Nemo is one of the Valentine piglets, who came to the farm on Valentine’s Day 2009. Their mother was one of the 4 pigs someone living in a rural area bought from an Amish farm. The buyer, not someone with experience with pigs, was unaware that the mother was pregnant. She gave birth in a pen with the 3 other adult pigs. There was no heat, nowhere for the babies to escape from being crushed under the weight of the adult pigs. Later in the evening, the owner discovered 12 piglets, 8 of whom were already dead. The remaining 4 were covered in mud and feces and close to freezing to death. A wildlife rehabber found out about them and took them in. She raised them in her kitchen and taught them all how to use a litterbox—which they did faithfully.

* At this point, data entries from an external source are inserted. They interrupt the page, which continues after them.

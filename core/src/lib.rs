//! Tokenizer, option schemas and binder for declarative command lines.
//!
//! This crate is the engine-independent half of optline:
//!
//! - [`tokenize`]: splits a raw command line, keeping quoted spans and
//!   balanced `{...}` groups as single tokens.
//! - [`Catalog`] and the descriptor types ([`CommandDescriptor`],
//!   [`OptionTypeDescriptor`], [`FieldDescriptor`], [`EnumDescriptor`]): the
//!   plain-data feed describing commands and their option types, read through
//!   the [`MetadataProvider`] trait.
//! - [`SchemaBuilder`]: compiles option types into cached [`OptionSchema`]s,
//!   rejecting duplicate names, unsupported kinds and containment cycles.
//! - [`Binder`]: binds tokens into a [`Record`], with positional values for
//!   required fields, environment fallback and nested option objects.
//! - [`regroup`]: splits a `|`-separated command line into groups.
//!
//! Validation ([`validate_catalog`]) reports every construction problem of a
//! catalog at once.
//!
//! # Example
//!
//! ```
//! use optline_core::*;
//!
//! let catalog = Catalog::new()
//!     .with_enum(EnumDescriptor::new("Level", &["Low", "High"]))
//!     .with_option_type(
//!         OptionTypeDescriptor::new("Limits")
//!             .with_field(FieldDescriptor::new("max", "u32").with_default("10")),
//!     )
//!     .with_option_type(
//!         OptionTypeDescriptor::new("ServeOptions")
//!             .with_field(FieldDescriptor::new("port", "u16").with_short("p").required())
//!             .with_field(FieldDescriptor::new("level", "Level"))
//!             .with_field(FieldDescriptor::new("limits", "Limits")),
//!     );
//! assert!(validate_catalog(&catalog).is_empty());
//!
//! let schema = SchemaBuilder::new(&catalog).build("ServeOptions").unwrap();
//! let binder = Binder::new(BindSettings::default(), &ProcessEnv);
//! let tokens = tokenize("-p 8080 -level high -limits {-max 3}");
//! let outcome = binder.bind(&schema, &tokens, 0, false);
//!
//! assert!(outcome.is_success());
//! let record = outcome.instance.unwrap();
//! assert_eq!(record.get_as::<u16>("port"), Some(8080));
//! assert_eq!(record.get_as::<String>("level").as_deref(), Some("High"));
//! assert_eq!(record.get_as::<Record>("limits").unwrap().get_as::<u32>("max"), Some(3));
//! ```

mod batch;
mod binder;
mod catalog;
mod convert;
mod error;
mod helpers;
mod schema;
mod tokenizer;
mod types;
mod validate;
mod value;

pub use batch::{regroup, regroup_str};
pub use binder::{BindOutcome, BindSettings, Binder, EnvSource, ProcessEnv, try_parse_options};
pub use catalog::{Catalog, MetadataProvider};
pub use convert::{ConvertError, Converter, ConverterRegistry, ScalarKind, unwrap_quotes};
pub use error::{
    ArgumentError, ConfigError, ConstructionError, ParseError, Result, ValidationError,
};
pub use helpers::{
    create_alias_from_command, is_option_reference, option_equals, peek_command,
    strip_program_path, try_get_and_remove_argument, try_unwrap_double_quote, unwrap_bracket,
};
pub use schema::{EnumType, FieldKind, OptionField, OptionSchema, SchemaBuilder};
pub use tokenizer::{OPTION_PREFIX, SEPARATOR, tokenize};
pub use types::*;
pub use validate::validate_catalog;
pub use value::{FromRecord, FromValue, Record, Value};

Of course, when they were integrated with the rest of the WFAS herd, they unlearned the litterbox and learned the “big pig” routine of going out in the pig yard.

All of the piglets are curious, but Nemo is the most curious. You cannot enter the pig area without Nemo noticing, whether he opens his eyes or not—it’s a false sleep. He’s waiting to see what you’re going to do and if he can get in the way while he’s makes himself part of the action. Try to sneak into the pen to treat Stubby’s hoof and Nemo is there, nosing you with his snout, trying to eat the rags you’ve got or convince you to play tug of war with him, or,trying to inhale the betadine and water. “No, Nemo!” is meaningless to him—he just comes back with that goofy smile on his face and his eyes say, “What? It’s interesting to me!” The trick is to wait until he gets bored with you and then meanders off to the next thing of interest. But if you start to do anything of even slight curiousity, you will feel a snout on your leg or back and you don’t have to turn around to say, “Nemo!”